Jusqu’à ce que la décision de la Cour Suprême soit rendue, rien n’obligeait les donneurs d’ouvrages et entrepreneurs québécois à divulguer aux sous-traitants l’existence d’un cautionnement. Or, les conditions d’exercice du cautionnement sont souvent strictes et comportent des délais de déchéance du droit de réclamer les montants impayés pour matériaux et/ou travaux exécutés. À titre d’exemple, une demande de paiement doit habituellement être envoyée à la caution (et, selon le cas, à l’entrepreneur général) dans les 120 jours suivant la date à laquelle le sous-traitant a terminé ses travaux ou rendu les derniers services, ce qui pose un problème évident lorsque les sous-traitants sont avisés trop tard de l’existence d’un cautionnement. En effet, il arrive trop souvent que l’avis de réclamation du sous-traitant à la caution soit tardif, ce qui permet à celle-ci de refuser de l’indemniser.
Dans le dossier étudié par la Cour Suprême, le sous-sous traitant Valard Construction Ltd. n’avait pas été avisé que l’entrepreneur général Bird Construction Compagny avec exigé de Langford Electric Ltd (laquelle avait ensuite mandaté Valard Construction Ltd) un cautionnement pour gages, matériaux et services. N’ayant pas été payée et n’ayant pas inscrit d’hypothèque légale de la construction, Valard Construction Ltd a poursuivi Langford Electric Ltd qui s’est révélée insolvable. Ce n’est qu’après avoir obtenu jugement contre Langford Electric Ltd que Valard Construction Ltd. a été informée de l’existence du cautionnement. Pourtant, plaidait-elle, il aurait été facile pour son cocontractant d’aviser tous les sous-traitants de l’existence d’un cautionnement en affichant sur la roulotte de chantier une copie de celui-ci. Cette solution, facile et peu coûteuse, aurait eu pour effet de permettre à Valard Construction Ltd. de remplir les conditions d’exercice et de dénoncer sa créance dans le délai prescrit, entre autres.

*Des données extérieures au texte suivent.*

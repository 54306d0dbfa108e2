//! Sketch source validation.

use crate::error::{Error, Result};

const BOM: char = '\u{FEFF}';

/// Validate and normalize sketch source before it touches the filesystem.
///
/// Strips a leading byte-order mark and leading control characters, rejects
/// empty programs and programs without both `setup()` and `loop()`.
pub fn validate_sketch(code: &str) -> Result<String> {
    let cleaned = code.trim_start_matches(|c: char| c == BOM || c.is_control());

    if cleaned.trim().is_empty() {
        return Err(Error::Validation("program is empty".into()));
    }

    let missing: Vec<&str> = ["setup", "loop"]
        .into_iter()
        .filter(|name| !defines_function(cleaned, name))
        .collect();
    if !missing.is_empty() {
        return Err(Error::Validation(format!(
            "program must define {}",
            missing
                .iter()
                .map(|n| format!("{n}()"))
                .collect::<Vec<_>>()
                .join(" and ")
        )));
    }

    Ok(cleaned.to_string())
}

/// Whether `name` appears as a standalone identifier followed by `(`.
fn defines_function(code: &str, name: &str) -> bool {
    let bytes = code.as_bytes();
    let is_ident = |b: u8| b.is_ascii_alphanumeric() || b == b'_';

    code.match_indices(name).any(|(start, _)| {
        let end = start + name.len();
        let before_ok = start == 0 || !is_ident(bytes[start - 1]);
        let rest = code[end..].trim_start();
        before_ok && rest.starts_with('(')
    })
}

#[cfg(test)]
mod tests {
    use super::*;

    const BLINK: &str = "void setup() {\n  pinMode(2, OUTPUT);\n}\n\nvoid loop() {\n  digitalWrite(2, HIGH);\n}\n";

    #[test]
    fn test_valid_sketch_passes_unchanged() {
        assert_eq!(validate_sketch(BLINK).unwrap(), BLINK);
    }

    #[test]
    fn test_strips_bom_and_control_chars() {
        let dirty = format!("\u{FEFF}\u{0}\u{7}{BLINK}");
        assert_eq!(validate_sketch(&dirty).unwrap(), BLINK);
    }

    #[test]
    fn test_empty_is_rejected() {
        assert!(matches!(validate_sketch(""), Err(Error::Validation(_))));
        assert!(matches!(
            validate_sketch("\u{FEFF}  \n\t"),
            Err(Error::Validation(_))
        ));
    }

    #[test]
    fn test_missing_entry_points_rejected() {
        let err = validate_sketch("int x = 1;").unwrap_err();
        assert!(err.to_string().contains("setup() and loop()"));

        let err = validate_sketch("void setup() {}").unwrap_err();
        assert!(err.to_string().contains("loop()"));
        assert!(!err.to_string().contains("setup()"));
    }

    #[test]
    fn test_identifier_boundaries() {
        // mysetup() is not setup()
        assert!(validate_sketch("void mysetup() {}\nvoid loop() {}").is_err());
        assert!(validate_sketch("void setup (void) {}\nvoid loop\n() {}").is_ok());
    }
}
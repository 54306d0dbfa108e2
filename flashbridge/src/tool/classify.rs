//! Classification of build/flash tool diagnostics.
//!
//! A pure function of the text: no I/O, no state. Patterns are matched
//! case-insensitively and checked in a fixed priority order, so the same
//! input always maps to the same category.

use crate::error::ErrorCategory;

/// Target fell out of download mode while the image was streaming.
const BOOT_MODE_PATTERNS: &[&str] = &[
    "packet content transfer stopped",
    "wrong boot mode detected",
    "invalid head of packet",
    "timed out waiting for packet header",
    "waiting for download",
];

const PERMISSION_PATTERNS: &[&str] = &[
    "permission denied",
    "access is denied",
    "eacces",
    "operation not permitted",
];

/// Serial port could not be opened, typically while it re-enumerates.
const PORT_OPEN_PATTERNS: &[&str] = &[
    "could not open port",
    "port is busy or doesn't exist",
    "port doesn't exist",
    "failed to open serial port",
];

const TIMEOUT_PATTERNS: &[&str] = &["timed out", "timeout", "deadline exceeded"];

/// Board platform, FQBN or library missing from the tool installation.
const RESOURCE_PATTERNS: &[&str] = &[
    "platform not installed",
    "platform not found",
    "is not installed",
    "invalid fqbn",
    "unknown fqbn",
    "board not found",
    "library not found",
    "no such device",
];

/// Tool binary or an input file missing.
const NOT_FOUND_PATTERNS: &[&str] = &[
    "executable file not found",
    "command not found",
    "no such file or directory",
    "is not recognized as",
    "cannot find the file",
    "enoent",
];

const COMMUNICATION_PATTERNS: &[&str] = &[
    "serial exception",
    "serialexception",
    "failed to communicate",
    "failed to connect",
    "failed to write to target ram",
    "chip stopped responding",
    "no serial data received",
    "device not configured",
    "device reports readiness to read but returned no data",
    "port is busy",
];

/// Ordered table walked by [`classify_error`].
const RULES: &[(&[&str], ErrorCategory)] = &[
    (BOOT_MODE_PATTERNS, ErrorCategory::BootModeMismatch),
    (PERMISSION_PATTERNS, ErrorCategory::PermissionDenied),
    (PORT_OPEN_PATTERNS, ErrorCategory::Communication),
    (TIMEOUT_PATTERNS, ErrorCategory::Timeout),
    (RESOURCE_PATTERNS, ErrorCategory::ResourceNotFound),
    (NOT_FOUND_PATTERNS, ErrorCategory::ToolNotFound),
    (COMMUNICATION_PATTERNS, ErrorCategory::Communication),
];

/// Classify raw tool output into an [`ErrorCategory`].
#[must_use]
pub fn classify_error(text: &str) -> ErrorCategory {
    let lower = text.to_ascii_lowercase();
    RULES
        .iter()
        .find(|(patterns, _)| patterns.iter().any(|p| lower.contains(p)))
        .map_or(ErrorCategory::Unknown, |(_, category)| *category)
}

/// Pick the most informative line of a failed run for a one-line message.
///
/// Prefers lines mentioning an error, otherwise the last non-empty line.
pub fn summarize_failure(text: &str) -> String {
    let lines: Vec<&str> = text
        .lines()
        .map(str::trim)
        .filter(|l| !l.is_empty())
        .collect();

    lines
        .iter()
        .rev()
        .find(|l| {
            let lower = l.to_ascii_lowercase();
            lower.contains("error") || lower.contains("failed")
        })
        .or_else(|| lines.last())
        .map_or_else(|| "Unknown error".to_string(), |l| (*l).to_string())
}
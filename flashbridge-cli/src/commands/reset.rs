//! `reset` command.

use std::sync::Arc;

use anyhow::{Context, Result};
use console::style;
use flashbridge::{NativePortOpener, ResetTiming, reset_to_bootloader};

use crate::config::Settings;
use crate::{Cli, require_port};

/// Drive the control lines of the configured port into download mode.
pub(crate) async fn cmd_reset(cli: &Cli, settings: &Settings) -> Result<()> {
    let port = require_port(settings)?;

    if !cli.quiet {
        eprintln!(
            "{} Entering bootloader on {}",
            style("🔄").cyan(),
            style(&port).green()
        );
    }

    reset_to_bootloader(Arc::new(NativePortOpener), &port, &ResetTiming::default())
        .await
        .with_context(|| format!("Failed to reset {port}"))?;

    if !cli.quiet {
        eprintln!("{} Board should now be in download mode", style("✓").green());
    }
    Ok(())
}
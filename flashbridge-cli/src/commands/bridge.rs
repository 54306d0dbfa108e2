//! `bridge` command: the client protocol over stdin/stdout.
//!
//! Each stdin line is one JSON request; each stdout line is one JSON message.
//! Diagnostics go to stderr through the logger.

use anyhow::Result;
use flashbridge::{ServerMessage, Service};
use log::{debug, info};
use tokio::io::{AsyncBufReadExt, AsyncWriteExt, BufReader};
use tokio::sync::mpsc;

use crate::config::Settings;

/// Serve one client session until stdin closes or Ctrl+C.
pub(crate) async fn cmd_bridge(settings: &Settings) -> Result<()> {
    let service = Service::init(settings.bridge.clone());
    let (outbound, mut messages) = mpsc::unbounded_channel::<ServerMessage>();
    let session = service.session(outbound);
    info!("Bridge ready (session {})", session.id());

    let writer = tokio::spawn(async move {
        let mut stdout = tokio::io::stdout();
        while let Some(message) = messages.recv().await {
            let mut line = message.to_json();
            line.push('\n');
            if stdout.write_all(line.as_bytes()).await.is_err() || stdout.flush().await.is_err() {
                break;
            }
        }
    });

    let mut lines = BufReader::new(tokio::io::stdin()).lines();
    loop {
        tokio::select! {
            line = lines.next_line() => match line? {
                Some(line) if line.trim().is_empty() => {},
                Some(line) => session.handle_text(line.trim()).await,
                None => {
                    debug!("stdin closed");
                    break;
                },
            },
            _ = tokio::signal::ctrl_c() => break,
        }
    }

    session.close().await;
    service.shutdown().await;
    // every sender is gone once the session closed, so the writer drains and exits
    writer.await?;
    Ok(())
}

Valard Construction Ltd. a poursuivi Bird Construction Co. alléguant, inter alia, qu’elle avait une obligation positive d’information à l’égard des sous-traitants relativement au cautionnement exigé. La Cour Suprême a donné raison à cet argument. Bird Construction Co., en sa qualité de fiduciaire, détenait une information au profit des sous-traitants et avait une obligation de tenter minimalement d’aviser les sous-traitants de l’existence du cautionnement en affichant, par exemple, une copie du cautionnement sur la roulotte de chantier[2]. Évidemment, les mesures prises par le fiduciaire pour remplir son obligation d’information dépendront du contexte particulier à chaque affaire.
Cette décision a un impact majeur en droit de la construction en ce qu’elle ajoute une obligation aux donneurs d’ouvrage et aux entrepreneurs généraux qui exigent des cautionnements pour gages, matériaux et services de la part de leurs contractants d’aviser tous les réclamants potentiels (habituellement les sous-traitants) de l’existence d’un cautionnement.
Ainsi, il serait avisé, dès à présent, d’afficher une copie du cautionnement à un endroit bien en vue sur le chantier ou d’obliger contractuellement les cocontractants à fournir une copie du cautionnement à leurs sous-traitants. Les sous-traitants, quant à eux, devraient, dès leur mobilisation ou au plus tard lors de leur démobilisation, vérifier s’il existe un cautionnement.
[1] Valard Construction Ltd. c. Bird Construction Co., 2018 CSC 8 (CanLII)
[2] Idem, paragraphes 26 et 27.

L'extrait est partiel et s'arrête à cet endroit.